Early weaning strategies
Early weaning is a tool that works very well in situations where pasture could run short or if we need to put additional weight and condition on cows. Although recent rains have relieved drought concerns for most of us, there still may be situations where early weaning fits.
In my opinion, the biggest benefit to weaning calves early (less than 180 days of age) is on the cow side. Weaning the calves early reduces the cow’s nutrient requirements and will allow her to lay down additional fat reserves. That’s especially valuable on young cows that might need some additional help in maintaining condition and getting bred back on time.
Weaning calves early has advantages to the ranch beyond differences in cow performance and body condition. Between reduced nutrient requirements and feed intake for the cow plus the forage that the calf would have consumed, early weaning results in a 28% reduction in daily forage demand. That difference could be enough to either avoid deeper culling during drought or extend the grazing season long enough to save significant amounts of winter feed.
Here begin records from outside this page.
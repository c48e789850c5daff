//! Call-result normalization
//!
//! Wraps one network call and turns whatever happens into a
//! [`NetworkResult`]. HTTP-level failures become [`NetworkException::Api`]
//! with a best-effort parse of the error body; faults raised before a
//! response exists go through [`classify`]. Nothing escapes as a Rust error or
//! a panic.

use std::any::Any;
use std::future::Future;

use tokio::task::{JoinError, JoinHandle};

use crate::http::fault::{classify, CallFault};
use crate::http::response::ApiResponse;
use crate::result::{ErrorResponse, NetworkException, NetworkResult};

/// Run `execute` on the runtime's worker pool and normalize its outcome
///
/// The call is spawned as its own task, so a panic while sending the request
/// or mapping the response is reported as [`NetworkException::Default`]
/// rather than unwinding into the caller.
pub async fn handle_api<T, E, F, Fut>(execute: F) -> NetworkResult<T>
where
    F: FnOnce() -> Fut + Send + 'static,
    Fut: Future<Output = Result<ApiResponse<T>, E>> + Send + 'static,
    E: Into<anyhow::Error> + Send + 'static,
    T: Send + 'static,
{
    let call = tokio::spawn(async move {
        let outcome: anyhow::Result<ApiResponse<T>> = execute().await.map_err(Into::into);
        outcome
    });
    settle(call).await
}

/// Same contract as [`handle_api`] for calls made with a blocking client
pub async fn handle_api_blocking<T, E, F>(execute: F) -> NetworkResult<T>
where
    F: FnOnce() -> Result<ApiResponse<T>, E> + Send + 'static,
    E: Into<anyhow::Error> + Send + 'static,
    T: Send + 'static,
{
    let call = tokio::task::spawn_blocking(move || {
        let outcome: anyhow::Result<ApiResponse<T>> = execute().map_err(Into::into);
        outcome
    });
    settle(call).await
}

/// Wait for a spawned call and normalize however it ended
async fn settle<T>(call: JoinHandle<anyhow::Result<ApiResponse<T>>>) -> NetworkResult<T> {
    match call.await {
        Ok(outcome) => normalize(outcome),
        Err(join_error) => NetworkResult::error(join_failure(join_error)),
    }
}

/// Map a finished call onto a [`NetworkResult`]
pub fn normalize<T>(outcome: anyhow::Result<ApiResponse<T>>) -> NetworkResult<T> {
    match outcome {
        Ok(response) if response.is_successful() => NetworkResult::success(response.body),
        Ok(response) => NetworkResult::error(api_exception(response)),
        Err(fault) => NetworkResult::error(classify(fault)),
    }
}

fn api_exception<T>(response: ApiResponse<T>) -> NetworkException {
    let code = response.code();
    let message = match response.error_body {
        Some(body) if !body.is_empty() => body,
        _ => response.message,
    };
    let error_response = match serde_json::from_str::<ErrorResponse>(&message) {
        Ok(parsed) => Some(parsed),
        Err(e) => {
            tracing::warn!(status = code, error = %e, "Failed to parse error response body");
            None
        }
    };
    NetworkException::Api {
        code,
        message,
        error_response,
    }
}

fn join_failure(error: JoinError) -> NetworkException {
    if error.is_cancelled() {
        return classify(CallFault::Cancelled(error.to_string()).into());
    }
    match error.try_into_panic() {
        Ok(payload) => {
            let message = panic_message(payload.as_ref());
            tracing::error!(%message, "Network call panicked");
            NetworkException::Default {
                cause: Some(anyhow::anyhow!("call panicked: {}", message)),
                message,
            }
        }
        Err(error) => classify(error.into()),
    }
}

fn panic_message(payload: &(dyn Any + Send)) -> String {
    if let Some(message) = payload.downcast_ref::<&str>() {
        (*message).to_string()
    } else if let Some(message) = payload.downcast_ref::<String>() {
        message.clone()
    } else {
        String::new()
    }
}
//! Fluent configuration of HTTP clients
//!
//! `ServiceBuilder` collects transport settings and plugins, then
//! [`build_service`](ServiceBuilder::build_service) turns them into a reqwest
//! client wrapped in a middleware stack and bound to a base URL. Single-valued
//! setters keep the last value they were given; converters and call adapters
//! accumulate in insertion order.

use std::fmt;
use std::sync::Arc;
use std::time::Duration;

use reqwest::cookie::{CookieStore, Jar};
use reqwest::header::{HeaderMap, HeaderName, HeaderValue};
use reqwest_middleware::Middleware;
use url::Url;

use crate::config::ClientConfig;
use crate::http::adapter::CallAdapterFactory;
use crate::http::auth::{Authenticator, AuthenticatorLayer};
use crate::http::converter::{ConverterFactory, JsonConverter};
use crate::http::service::ServiceFactory;
use crate::http::timeout::{TimeoutConfig, WriteDeadline};
use crate::{Error, Result};

/// How the client keeps cookies between calls
#[derive(Clone, Default)]
enum Cookies {
    #[default]
    Disabled,
    InMemory,
    Shared(Arc<dyn CookieStore>),
}

/// Adapts a type-erased store to reqwest's sized `cookie_provider` parameter
struct SharedCookieStore(Arc<dyn CookieStore>);

impl CookieStore for SharedCookieStore {
    fn set_cookies(&self, cookie_headers: &mut dyn Iterator<Item = &HeaderValue>, url: &Url) {
        self.0.set_cookies(cookie_headers, url)
    }

    fn cookies(&self, url: &Url) -> Option<HeaderValue> {
        self.0.cookies(url)
    }
}

/// Builder for [`ServiceFactory`]
#[derive(Default)]
pub struct ServiceBuilder {
    cookies: Cookies,
    authenticator: Option<Arc<dyn Authenticator>>,
    interceptor: Option<Arc<dyn Middleware>>,
    network_interceptor: Option<Arc<dyn Middleware>>,
    cache: Option<Arc<dyn Middleware>>,
    timeouts: TimeoutConfig,
    user_agent: Option<String>,
    default_headers: Vec<(String, String)>,
    converters: Vec<Arc<dyn ConverterFactory>>,
    call_adapters: Vec<Arc<dyn CallAdapterFactory>>,
}

impl ServiceBuilder {
    pub fn new() -> Self {
        Self::default()
    }

    /// Seed a builder from loaded configuration
    pub fn from_config(config: &ClientConfig) -> Self {
        let mut builder = Self::new()
            .timeouts(config.timeouts)
            .cookie_store(config.cookie_store);
        if let Some(user_agent) = &config.user_agent {
            builder = builder.user_agent(user_agent.clone());
        }
        for (name, value) in &config.default_headers {
            builder = builder.default_header(name.clone(), value.clone());
        }
        builder
    }

    /// Persist cookies in `jar`, which callers may share between clients
    pub fn cookie_jar<C: CookieStore + 'static>(mut self, jar: Arc<C>) -> Self {
        self.cookies = Cookies::Shared(jar);
        self
    }

    /// Enable or disable a private in-memory cookie store
    pub fn cookie_store(mut self, enabled: bool) -> Self {
        self.cookies = if enabled {
            Cookies::InMemory
        } else {
            Cookies::Disabled
        };
        self
    }

    /// Consulted when the server answers 401
    pub fn authenticator(mut self, authenticator: Arc<dyn Authenticator>) -> Self {
        self.authenticator = Some(authenticator);
        self
    }

    /// Outermost middleware: sees each call once, before authentication and caching
    pub fn interceptor(mut self, interceptor: Arc<dyn Middleware>) -> Self {
        self.interceptor = Some(interceptor);
        self
    }

    /// Innermost middleware: sees every request that actually reaches the transport
    pub fn network_interceptor(mut self, interceptor: Arc<dyn Middleware>) -> Self {
        self.network_interceptor = Some(interceptor);
        self
    }

    /// Response cache layer, e.g. a caching middleware backed by a store
    pub fn cache(mut self, cache: Arc<dyn Middleware>) -> Self {
        self.cache = Some(cache);
        self
    }

    pub fn call_timeout(mut self, timeout: Duration) -> Self {
        self.timeouts.call = Some(timeout);
        self
    }

    pub fn connect_timeout(mut self, timeout: Duration) -> Self {
        self.timeouts.connect = Some(timeout);
        self
    }

    pub fn read_timeout(mut self, timeout: Duration) -> Self {
        self.timeouts.read = Some(timeout);
        self
    }

    pub fn write_timeout(mut self, timeout: Duration) -> Self {
        self.timeouts.write = Some(timeout);
        self
    }

    /// Replace all four timeouts at once
    pub fn timeouts(mut self, timeouts: TimeoutConfig) -> Self {
        self.timeouts = timeouts;
        self
    }

    pub fn user_agent(mut self, user_agent: impl Into<String>) -> Self {
        self.user_agent = Some(user_agent.into());
        self
    }

    /// Header sent with every request; invalid names or values fail `build_service`
    pub fn default_header(mut self, name: impl Into<String>, value: impl Into<String>) -> Self {
        self.default_headers.push((name.into(), value.into()));
        self
    }

    pub fn add_converter_factory(mut self, factory: Arc<dyn ConverterFactory>) -> Self {
        self.converters.push(factory);
        self
    }

    pub fn add_call_adapter_factory(mut self, factory: Arc<dyn CallAdapterFactory>) -> Self {
        self.call_adapters.push(factory);
        self
    }

    /// Build the client and bind it to `base_url`
    ///
    /// Middleware runs outermost first: interceptor, authenticator, cache,
    /// network interceptor, write deadline. Without any registered converter a
    /// [`JsonConverter`] is used.
    pub fn build_service(self, base_url: &str) -> Result<ServiceFactory> {
        let base_url = Url::parse(base_url).map_err(|source| Error::InvalidBaseUrl {
            url: base_url.to_string(),
            source,
        })?;

        let mut builder = self.timeouts.apply(reqwest::Client::builder());
        builder = match self.cookies {
            Cookies::Disabled => builder,
            Cookies::InMemory => builder.cookie_provider(Arc::new(Jar::default())),
            Cookies::Shared(store) => builder.cookie_provider(Arc::new(SharedCookieStore(store))),
        };
        if let Some(user_agent) = &self.user_agent {
            builder = builder.user_agent(user_agent.as_str());
        }
        if !self.default_headers.is_empty() {
            builder = builder.default_headers(header_map(&self.default_headers)?);
        }
        let client = builder.build().map_err(|source| Error::ClientBuild { source })?;

        let mut stack = reqwest_middleware::ClientBuilder::new(client);
        if let Some(interceptor) = self.interceptor {
            stack = stack.with_arc(interceptor);
        }
        if let Some(authenticator) = self.authenticator {
            stack = stack.with(AuthenticatorLayer::new(authenticator));
        }
        if let Some(cache) = self.cache {
            stack = stack.with_arc(cache);
        }
        if let Some(interceptor) = self.network_interceptor {
            stack = stack.with_arc(interceptor);
        }
        if let Some(write) = self.timeouts.write {
            stack = stack.with(WriteDeadline::new(write));
        }

        let mut converters = self.converters;
        if converters.is_empty() {
            converters.push(Arc::new(JsonConverter));
        }

        let factory = ServiceFactory::new(
            stack.build(),
            base_url,
            self.timeouts,
            converters,
            self.call_adapters,
        );
        tracing::debug!(
            base_url = %factory.base_url(),
            converters = ?factory.converter_names(),
            call_adapters = ?factory.call_adapter_names(),
            "Built service factory"
        );
        Ok(factory)
    }
}

fn header_map(headers: &[(String, String)]) -> Result<HeaderMap> {
    let mut map = HeaderMap::new();
    for (name, value) in headers {
        let header_name =
            HeaderName::from_bytes(name.as_bytes()).map_err(|e| Error::Configuration {
                message: format!("Invalid header name: {}", name),
                source: Some(e.into()),
            })?;
        let header_value = HeaderValue::from_str(value).map_err(|e| Error::Configuration {
            message: format!("Invalid value for header {}", name),
            source: Some(e.into()),
        })?;
        map.insert(header_name, header_value);
    }
    Ok(map)
}

impl fmt::Debug for ServiceBuilder {
    fn fmt(&self, f: &mut fmt::Formatter<'_>) -> fmt::Result {
        f.debug_struct("ServiceBuilder")
            .field("timeouts", &self.timeouts)
            .field("authenticator", &self.authenticator.is_some())
            .field("interceptor", &self.interceptor.is_some())
            .field("network_interceptor", &self.network_interceptor.is_some())
            .field("cache", &self.cache.is_some())
            .field("converters", &self.converters)
            .field("call_adapters", &self.call_adapters)
            .finish_non_exhaustive()
    }
}

#[cfg(test)]
mod tests {
    use super::*;
    use crate::http::adapter::{DeadlineCallAdapter, TracingCallAdapter};
    use crate::http::converter::ScalarsConverter;

    #[test]
    fn test_last_timeout_wins() {
        let service = ServiceBuilder::new()
            .connect_timeout(Duration::from_secs(1))
            .connect_timeout(Duration::from_secs(2))
            .call_timeout(Duration::from_secs(5))
            .call_timeout(Duration::from_secs(7))
            .build_service("https://api.example.com/")
            .unwrap();
        assert_eq!(service.timeouts().connect, Some(Duration::from_secs(2)));
        assert_eq!(service.timeouts().call, Some(Duration::from_secs(7)));
        assert_eq!(service.timeouts().read, Some(Duration::from_secs(10)));
    }

    #[test]
    fn test_factories_keep_insertion_order() {
        let service = ServiceBuilder::new()
            .add_converter_factory(Arc::new(ScalarsConverter))
            .add_converter_factory(Arc::new(JsonConverter))
            .add_call_adapter_factory(Arc::new(DeadlineCallAdapter::new(Duration::from_secs(1))))
            .add_call_adapter_factory(Arc::new(TracingCallAdapter))
            .build_service("https://api.example.com/")
            .unwrap();
        assert_eq!(service.converter_names(), vec!["scalars", "json"]);
        assert_eq!(service.call_adapter_names(), vec!["deadline", "tracing"]);
    }

    #[test]
    fn test_json_converter_is_the_fallback() {
        let service = ServiceBuilder::new()
            .build_service("https://api.example.com/")
            .unwrap();
        assert_eq!(service.converter_names(), vec!["json"]);
        assert!(service.call_adapter_names().is_empty());
    }

    #[test]
    fn test_malformed_base_url() {
        let err = ServiceBuilder::new().build_service("api.example.com").unwrap_err();
        assert!(matches!(err, Error::InvalidBaseUrl { ref url, .. } if url == "api.example.com"));
    }

    #[test]
    fn test_invalid_default_header() {
        let err = ServiceBuilder::new()
            .default_header("bad header", "x")
            .build_service("https://api.example.com/")
            .unwrap_err();
        assert!(matches!(err, Error::Configuration { .. }));
    }

    #[test]
    fn test_from_config() {
        let config = ClientConfig {
            user_agent: Some("netresult-test".to_string()),
            timeouts: TimeoutConfig::unbounded().with_read(Duration::from_millis(300)),
            ..ClientConfig::default()
        };
        let service = ServiceBuilder::from_config(&config)
            .build_service("https://api.example.com/v1/")
            .unwrap();
        assert_eq!(service.timeouts().read, Some(Duration::from_millis(300)));
        assert_eq!(service.timeouts().connect, None);
        assert_eq!(service.base_url().as_str(), "https://api.example.com/v1/");
    }
}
Early weaned calves generally are more efficient compared to calves weaned at older ages, as long as they have high quality diets to eat. Feed conversions around 5:1 (feed:gain) are certainly possible. Calves of this age require a diet that contains about 16% crude protein and 70% TDN. Typical diets are about 60% grain, 10-20% higher protein ingredients, with the balance of the ration comprised of higher fiber/roughage feedstuffs, as well as vitamins and minerals. Be careful not to feed these early-weaned calves too much energy too soon. Getting them too fleshy early will cause them to finish earlier and reduce carcass weights.
Marketing early-weaned calves at weaning can be a major drawback to this system. Younger calves will obviously weigh less, and might bring fewer dollars to the ranch, depending on the price slide in place at sale time. Another obstacle is finding buyers that want to feed and buy lightweight calves. Not every feeder is set-up to handle and manage very young cattle, which can affect the number of potential buyers and how aggressively they bid on lightweight calves.
If calves are retained on the ranch, the additional feed required must be considered when evaluating whether or not to wean early. Early weaned calves will spend more total days on harvested feed, but will usually reach slaughter weight at a younger age. The age difference could be a significant advantage if the cattle are finished before seasonal market declines occur.
Some producers have successfully weaned calves on pasture with a creep feeder. Once calves were consuming sufficient amounts of creep feed, the cows are sorted off leaving the calves behind. This works particularly well for older cows with lower milk production that are due to be culled. Using feedstuffs such as small grain regrowth, cover crops, or crop residue is another strategy to cut costs.
Another concern is keeping calves healthy. Because these calves do not have to deal with colder, wetter weather, they can transition through the weaning process relatively well provided they consume enough feed during the receiving phase. They can also get the benefit of some disease protection from maternal antibodies. Producers should consult with their veterinarian for a health plan specifically designed for their operation.
Like many management practices, the decision to wean early should be based on the individual ranch circumstances. Early weaning is more likely to be economically viable when:
• Forage quantity limits performance, due to either growing conditions or stocking rate decisions.
• Cows are thin, especially if they are young.
• The ranch has the ability to manage young calves, or there are enough buyers willing to purchase early-weaned calves without discounts.
• The combination of reduced demands on pasture, improvements in body condition and reproduction, and the value of feed efficiency benefits are great enough to overcome the increased feed costs and management required.